You can also specifiy personas with --personas which should be a JSON file containinga main key personas with persona names and their descriptions, which can then be passed to the system_prompt as long as it has a {persona} field in its text. The JSON file can optionally also have a weights key, which indicates how randomly weighted the different personas are chosen. If not given, all personas are equally likely.
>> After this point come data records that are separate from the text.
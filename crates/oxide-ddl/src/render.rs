//! Sync script rendering.
//!
//! Turns a [`SchemaDiff`] into an annotated script that can be reviewed and
//! executed as one batch. Rendering cannot fail: every change already
//! carries the verbatim SQL fragments it needs.

use std::fmt::Write as _;

use crate::dialect::{MySqlDialect, ScriptDialect};
use crate::diff::{Change, SchemaDiff};

/// Character set selected with `SET NAMES` when none is configured.
pub const DEFAULT_CHARSET: &str = "utf8mb4";

const RULE: &str = "-- ==========================================================";
const FOOTER: &str = "-- ======================= end of script ========================";

/// Options controlling script rendering.
#[derive(Debug, Clone, PartialEq, Eq)]
pub struct RenderOptions {
    /// Character set for `SET NAMES`.
    pub charset: String,
    /// Timestamp written into the header, if any.
    pub generated_at: Option<String>,
}

impl Default for RenderOptions {
    fn default() -> Self {
        Self {
            charset: DEFAULT_CHARSET.to_string(),
            generated_at: None,
        }
    }
}

/// Renders a diff as a MySQL script with default options.
///
/// Returns an empty string if the diff has no changes.
#[must_use]
pub fn render(diff: &SchemaDiff) -> String {
    render_with(diff, &RenderOptions::default(), &MySqlDialect::new())
}

/// Renders a diff with the given options and dialect.
///
/// Returns an empty string if the diff has no changes.
#[must_use]
pub fn render_with(diff: &SchemaDiff, options: &RenderOptions, dialect: &impl ScriptDialect) -> String {
    if diff.is_empty() {
        return String::new();
    }

    let mut out = String::new();
    // Writing to a String cannot fail.
    let _ = write_script(&mut out, diff, options, dialect);
    out
}

fn write_script(
    out: &mut String,
    diff: &SchemaDiff,
    options: &RenderOptions,
    dialect: &impl ScriptDialect,
) -> std::fmt::Result {
    writeln!(out, "{RULE}")?;
    writeln!(out, "--  MySQL incremental schema sync script")?;
    writeln!(out, "--  Generated automatically")?;
    if let Some(generated_at) = &options.generated_at {
        writeln!(out, "--  Generated at: {generated_at}")?;
    }
    writeln!(out, "--  Review every statement before running it!")?;
    writeln!(out, "{RULE}")?;
    writeln!(out)?;
    writeln!(out, "{};", dialect.set_names(&options.charset))?;
    writeln!(out, "{};", dialect.foreign_key_checks(false))?;
    writeln!(out)?;

    for group in diff.table_groups() {
        let Some(first) = group.first() else {
            continue;
        };
        match first {
            Change::CreateTable(change) => writeln!(
                out,
                "-- >>> [new table] Table '{}' does not exist in the target database, creating it. <<<",
                change.table
            )?,
            Change::AddColumn(change) => writeln!(
                out,
                "-- >>> [new column] Adding missing columns to table '{}'. <<<",
                change.table
            )?,
        }
        for change in group {
            writeln!(out, "{};", dialect.generate_sql(change))?;
        }
        writeln!(out)?;
    }

    writeln!(out, "{};", dialect.foreign_key_checks(true))?;
    writeln!(out, "{FOOTER}")
}

#[cfg(test)]
mod tests {
    use super::*;
    use crate::diff::{AddColumnChange, CreateTableChange};

    fn sample() -> SchemaDiff {
        SchemaDiff {
            changes: vec![
                Change::AddColumn(AddColumnChange {
                    table: "users".to_string(),
                    column: "name".to_string(),
                    definition: "`name` VARCHAR(50)".to_string(),
                    after: Some("id".to_string()),
                }),
                Change::CreateTable(CreateTableChange {
                    table: "orders".to_string(),
                    statement: "CREATE TABLE `orders` (`id` INT)".to_string(),
                }),
            ],
            warnings: vec![],
        }
    }

    #[test]
    fn empty_diff_renders_nothing() {
        assert_eq!(render(&SchemaDiff::default()), "");
    }

    #[test]
    fn full_script_layout() {
        let expected = "\
-- ==========================================================
--  MySQL incremental schema sync script
--  Generated automatically
--  Review every statement before running it!
-- ==========================================================

SET NAMES utf8mb4;
SET FOREIGN_KEY_CHECKS = 0;

-- >>> [new column] Adding missing columns to table 'users'. <<<
ALTER TABLE `users` ADD COLUMN `name` VARCHAR(50) AFTER `id`;

-- >>> [new table] Table 'orders' does not exist in the target database, creating it. <<<
CREATE TABLE `orders` (`id` INT);

SET FOREIGN_KEY_CHECKS = 1;
-- ======================= end of script ========================
";
        assert_eq!(render(&sample()), expected);
    }

    #[test]
    fn options_are_applied() {
        let options = RenderOptions {
            charset: "utf8".to_string(),
            generated_at: Some("2024-05-01 10:00:00".to_string()),
        };
        let script = render_with(&sample(), &options, &MySqlDialect::new());
        assert!(script.contains("--  Generated at: 2024-05-01 10:00:00\n"));
        assert!(script.contains("\nSET NAMES utf8;\n"));
    }

    #[test]
    fn one_comment_per_table_group() {
        let mut diff = sample();
        diff.changes.insert(
            1,
            Change::AddColumn(AddColumnChange {
                table: "users".to_string(),
                column: "email".to_string(),
                definition: "`email` VARCHAR(100)".to_string(),
                after: Some("name".to_string()),
            }),
        );
        let script = render(&diff);
        assert_eq!(script.matches("[new column]").count(), 1);
        assert!(script.contains(
            "AFTER `id`;\nALTER TABLE `users` ADD COLUMN `email` VARCHAR(100) AFTER `name`;\n"
        ));
    }
}
//! Schema diff engine.
//!
//! Compares the desired [`Schema`] parsed from DDL against a [`LiveSchema`]
//! snapshot and produces the additive changes needed to bring the live
//! database in line: missing tables are created and missing columns are
//! appended. Nothing is ever dropped or modified.

use std::fmt;

use tracing::warn;

use crate::introspect::ColumnOrderProvider;
use crate::schema::{LiveSchema, LiveTable, Schema, Table};

// ================================================================
// Public types
// ================================================================

/// Creation of a table missing from the live database.
#[derive(Debug, Clone, PartialEq, Eq)]
pub struct CreateTableChange {
    /// Table name.
    pub table: String,
    /// The verbatim `CREATE TABLE` statement, without `;`.
    pub statement: String,
}

/// Addition of a column missing from an existing table.
#[derive(Debug, Clone, PartialEq, Eq)]
pub struct AddColumnChange {
    /// Table name.
    pub table: String,
    /// Column name.
    pub column: String,
    /// The verbatim column definition.
    pub definition: String,
    /// Column to place the new one after. `None` appends without an
    /// explicit position.
    pub after: Option<String>,
}

/// A single additive change.
#[derive(Debug, Clone, PartialEq, Eq)]
pub enum Change {
    /// Create a missing table.
    CreateTable(CreateTableChange),
    /// Add a missing column to an existing table.
    AddColumn(AddColumnChange),
}

impl Change {
    /// Returns the table the change applies to.
    #[must_use]
    pub fn table(&self) -> &str {
        match self {
            Self::CreateTable(change) => &change.table,
            Self::AddColumn(change) => &change.table,
        }
    }
}

/// Informational warnings about a diff that was computed with
/// reduced accuracy.
#[derive(Debug, Clone, PartialEq, Eq)]
pub enum DiffWarning {
    /// The live column order of a table could not be determined, so the
    /// first new column was anchored after an arbitrary existing column.
    DegradedOrdering {
        /// Table name.
        table: String,
        /// Why the ordering lookup failed.
        reason: String,
        /// The column used as anchor instead, if the table had any.
        fallback_anchor: Option<String>,
    },
}

impl fmt::Display for DiffWarning {
    fn fmt(&self, f: &mut fmt::Formatter<'_>) -> fmt::Result {
        match self {
            Self::DegradedOrdering {
                table,
                reason,
                fallback_anchor,
            } => {
                write!(f, "column order of table '{table}' unknown ({reason}); ")?;
                match fallback_anchor {
                    Some(anchor) => write!(f, "new columns placed after '{anchor}'"),
                    None => write!(f, "new columns appended at the end"),
                }
            }
        }
    }
}

/// Result of comparing a desired schema with a live snapshot.
#[derive(Debug, Clone, Default, PartialEq, Eq)]
pub struct SchemaDiff {
    /// Changes in desired-schema order. Changes for one table are
    /// contiguous.
    pub changes: Vec<Change>,
    /// Warnings raised while computing the changes.
    pub warnings: Vec<DiffWarning>,
}

impl SchemaDiff {
    /// Returns `true` if there is nothing to apply.
    #[must_use]
    pub fn is_empty(&self) -> bool {
        self.changes.is_empty()
    }

    /// Groups consecutive changes by table, preserving order.
    #[must_use]
    pub fn table_groups(&self) -> Vec<&[Change]> {
        let mut groups = Vec::new();
        let mut start = 0;
        for i in 1..=self.changes.len() {
            if i == self.changes.len() || self.changes[i].table() != self.changes[start].table() {
                groups.push(&self.changes[start..i]);
                start = i;
            }
        }
        groups
    }

    /// Returns the names of tables that will be created.
    pub fn created_tables(&self) -> impl Iterator<Item = &str> {
        self.changes.iter().filter_map(|change| match change {
            Change::CreateTable(c) => Some(c.table.as_str()),
            Change::AddColumn(_) => None,
        })
    }

    /// Returns the number of columns that will be added.
    #[must_use]
    pub fn added_column_count(&self) -> usize {
        self.changes
            .iter()
            .filter(|c| matches!(c, Change::AddColumn(_)))
            .count()
    }
}

// ================================================================
// Table-level diff
// ================================================================

/// Computes the `AddColumn` changes for a table that exists on both sides.
fn diff_table<P>(desired: &Table, live: &LiveTable, hints: &P, diff: &mut SchemaDiff)
where
    P: ColumnOrderProvider + ?Sized,
{
    let missing: Vec<_> = desired
        .columns
        .iter()
        .filter(|c| !live.has_column(&c.name))
        .collect();
    if missing.is_empty() {
        return;
    }

    let mut anchor = match hints.ordered_columns(&desired.name) {
        Ok(ordered) => ordered.last().cloned(),
        Err(err) => {
            // Any existing column keeps the statement valid; greatest name
            // keeps the choice deterministic.
            let fallback = live.columns.last().cloned();
            warn!(
                table = %desired.name,
                error = %err,
                fallback = fallback.as_deref().unwrap_or("<none>"),
                "Column ordering unavailable, falling back to arbitrary anchor"
            );
            diff.warnings.push(DiffWarning::DegradedOrdering {
                table: desired.name.clone(),
                reason: err.to_string(),
                fallback_anchor: fallback.clone(),
            });
            fallback
        }
    };

    for column in missing {
        diff.changes.push(Change::AddColumn(AddColumnChange {
            table: desired.name.clone(),
            column: column.name.clone(),
            definition: column.definition.clone(),
            after: anchor.replace(column.name.clone()),
        }));
    }
}

// ================================================================
// Schema-level diff
// ================================================================

/// Compares the desired schema against a live snapshot.
///
/// Tables are visited in desired-schema order. A table missing from the
/// live database yields one `CreateTable`; an existing table yields one
/// `AddColumn` per missing column, in declaration order, each placed after
/// the previous one. The first new column goes after the last column
/// reported by `hints`. Tables and columns that exist only in the live
/// database are ignored.
///
/// A failing ordering lookup never aborts the diff: it is recorded as a
/// [`DiffWarning::DegradedOrdering`] and only affects that table.
#[must_use]
pub fn diff_schema<P>(desired: &Schema, live: &LiveSchema, hints: &P) -> SchemaDiff
where
    P: ColumnOrderProvider + ?Sized,
{
    let mut diff = SchemaDiff::default();

    for table in desired.tables() {
        match live.table(&table.name) {
            None => diff.changes.push(Change::CreateTable(CreateTableChange {
                table: table.name.clone(),
                statement: table.create_statement.clone(),
            })),
            Some(live_table) => diff_table(table, live_table, hints, &mut diff),
        }
    }

    diff
}

#[cfg(test)]
mod tests {
    use super::*;
    use crate::introspect::{OrderingHintError, OrderingHints};
    use crate::parser::parse;

    // ============================================================
    // Helpers
    // ============================================================

    fn live(tables: &[(&str, &[&str])]) -> LiveSchema {
        let mut live = LiveSchema::new();
        for (name, columns) in tables {
            live.add_table(LiveTable::new(*name, columns.iter().copied()));
        }
        live
    }

    fn add_column(table: &str, column: &str, definition: &str, after: Option<&str>) -> Change {
        Change::AddColumn(AddColumnChange {
            table: table.to_string(),
            column: column.to_string(),
            definition: definition.to_string(),
            after: after.map(str::to_string),
        })
    }

    fn failing(table: &str) -> Result<Vec<String>, OrderingHintError> {
        Err(OrderingHintError::Lookup {
            table: table.to_string(),
            reason: "timeout".to_string(),
        })
    }

    // ============================================================
    // Tests
    // ============================================================

    #[test]
    fn identical_schema_is_empty() {
        let desired = parse("CREATE TABLE a (`x` INT, `y` INT); CREATE TABLE b (`z` INT);").unwrap();
        let diff = diff_schema(&desired, &LiveSchema::from(&desired), &OrderingHints::new());
        assert!(diff.is_empty());
        assert!(diff.warnings.is_empty());
    }

    #[test]
    fn missing_table_is_created_verbatim() {
        let desired = parse("CREATE TABLE `orders` (`id` BIGINT) ENGINE=InnoDB;").unwrap();
        let diff = diff_schema(&desired, &LiveSchema::new(), &OrderingHints::new());
        assert_eq!(
            diff.changes,
            vec![Change::CreateTable(CreateTableChange {
                table: "orders".to_string(),
                statement: "CREATE TABLE `orders` (`id` BIGINT) ENGINE=InnoDB".to_string(),
            })]
        );
    }

    #[test]
    fn missing_columns_are_chained() {
        let desired = parse("CREATE TABLE t (`a` INT, `b` INT, `c` INT);").unwrap();
        let mut hints = OrderingHints::new();
        hints.record("t", ["a"]);
        let diff = diff_schema(&desired, &live(&[("t", &["a"])]), &hints);
        assert_eq!(
            diff.changes,
            vec![
                add_column("t", "b", "`b` INT", Some("a")),
                add_column("t", "c", "`c` INT", Some("b")),
            ]
        );
    }

    #[test]
    fn anchor_is_last_ordinal_column() {
        let desired = parse("CREATE TABLE t (`id` INT, `new_col` INT);").unwrap();
        let mut hints = OrderingHints::new();
        // Live-only columns still count for placement.
        hints.record("t", ["id", "legacy", "zz_last"]);
        let diff = diff_schema(&desired, &live(&[("t", &["id", "legacy", "zz_last"])]), &hints);
        assert_eq!(
            diff.changes,
            vec![add_column("t", "new_col", "`new_col` INT", Some("zz_last"))]
        );
    }

    #[test]
    fn empty_ordering_means_no_anchor() {
        let desired = parse("CREATE TABLE t (`a` INT, `b` INT);").unwrap();
        let mut hints = OrderingHints::new();
        hints.record("t", Vec::<String>::new());
        let diff = diff_schema(&desired, &live(&[("t", &[])]), &hints);
        assert_eq!(
            diff.changes,
            vec![
                add_column("t", "a", "`a` INT", None),
                add_column("t", "b", "`b` INT", Some("a")),
            ]
        );
    }

    #[test]
    fn degraded_ordering_falls_back_and_warns() {
        let desired = parse("CREATE TABLE t (`a` INT, `m` INT, `b` INT);").unwrap();
        let diff = diff_schema(&desired, &live(&[("t", &["m", "a"])]), &failing);
        assert_eq!(diff.changes, vec![add_column("t", "b", "`b` INT", Some("m"))]);
        assert_eq!(
            diff.warnings,
            vec![DiffWarning::DegradedOrdering {
                table: "t".to_string(),
                reason: "column ordering lookup for table 't' failed: timeout".to_string(),
                fallback_anchor: Some("m".to_string()),
            }]
        );
    }

    #[test]
    fn ordering_failure_is_isolated_per_table() {
        let desired = parse("CREATE TABLE a (`x` INT, `y` INT); CREATE TABLE b (`x` INT, `y` INT);")
            .unwrap();
        let mut hints = OrderingHints::new();
        hints.record_failure("a", "denied");
        hints.record("b", ["x"]);
        let diff = diff_schema(&desired, &live(&[("a", &["x"]), ("b", &["x"])]), &hints);
        assert_eq!(
            diff.changes,
            vec![
                add_column("a", "y", "`y` INT", Some("x")),
                add_column("b", "y", "`y` INT", Some("x")),
            ]
        );
        assert_eq!(diff.warnings.len(), 1);
    }

    #[test]
    fn hints_are_not_consulted_without_missing_columns() {
        let desired = parse("CREATE TABLE t (`a` INT);").unwrap();
        let diff = diff_schema(&desired, &live(&[("t", &["a"])]), &failing);
        assert!(diff.is_empty());
        assert!(diff.warnings.is_empty());
    }

    #[test]
    fn live_only_objects_are_ignored() {
        let desired = parse("CREATE TABLE t (`a` INT);").unwrap();
        let diff = diff_schema(
            &desired,
            &live(&[("t", &["a", "old"]), ("legacy", &["id"])]),
            &OrderingHints::new(),
        );
        assert!(diff.is_empty());
    }

    #[test]
    fn changes_follow_desired_order() {
        let desired = parse(
            "CREATE TABLE z (`id` INT); CREATE TABLE m (`id` INT, `n` INT); CREATE TABLE a (`id` INT);",
        )
        .unwrap();
        let mut hints = OrderingHints::new();
        hints.record("m", ["id"]);
        let diff = diff_schema(&desired, &live(&[("m", &["id"])]), &hints);
        let tables: Vec<&str> = diff.changes.iter().map(Change::table).collect();
        assert_eq!(tables, vec!["z", "m", "a"]);
        assert_eq!(diff.created_tables().collect::<Vec<_>>(), vec!["z", "a"]);
        assert_eq!(diff.added_column_count(), 1);
    }

    #[test]
    fn table_groups_split_on_table_change() {
        let desired =
            parse("CREATE TABLE a (`x` INT, `y` INT, `z` INT); CREATE TABLE b (`id` INT);").unwrap();
        let mut hints = OrderingHints::new();
        hints.record("a", ["x"]);
        let diff = diff_schema(&desired, &live(&[("a", &["x"])]), &hints);
        let groups = diff.table_groups();
        assert_eq!(groups.len(), 2);
        assert_eq!(groups[0].len(), 2);
        assert_eq!(groups[1][0].table(), "b");
        assert!(SchemaDiff::default().table_groups().is_empty());
    }

    #[test]
    fn warning_display() {
        let warning = DiffWarning::DegradedOrdering {
            table: "t".to_string(),
            reason: "timeout".to_string(),
            fallback_anchor: None,
        };
        assert_eq!(
            warning.to_string(),
            "column order of table 't' unknown (timeout); new columns appended at the end"
        );
    }
}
To repeat: when you provide a personas file, the persona descriptions will be randomly selected for each sample (optionally weighted) and plugged into the system_prompt that you provided as long as that text (file) contains the string {persona}.

Example usage:

answer-hf --help

`interactive-lid`

An interactive script to add language identification to specified columns in your dataset. The script handles messages (lists of dictionaries) by simply concatenating all content keys.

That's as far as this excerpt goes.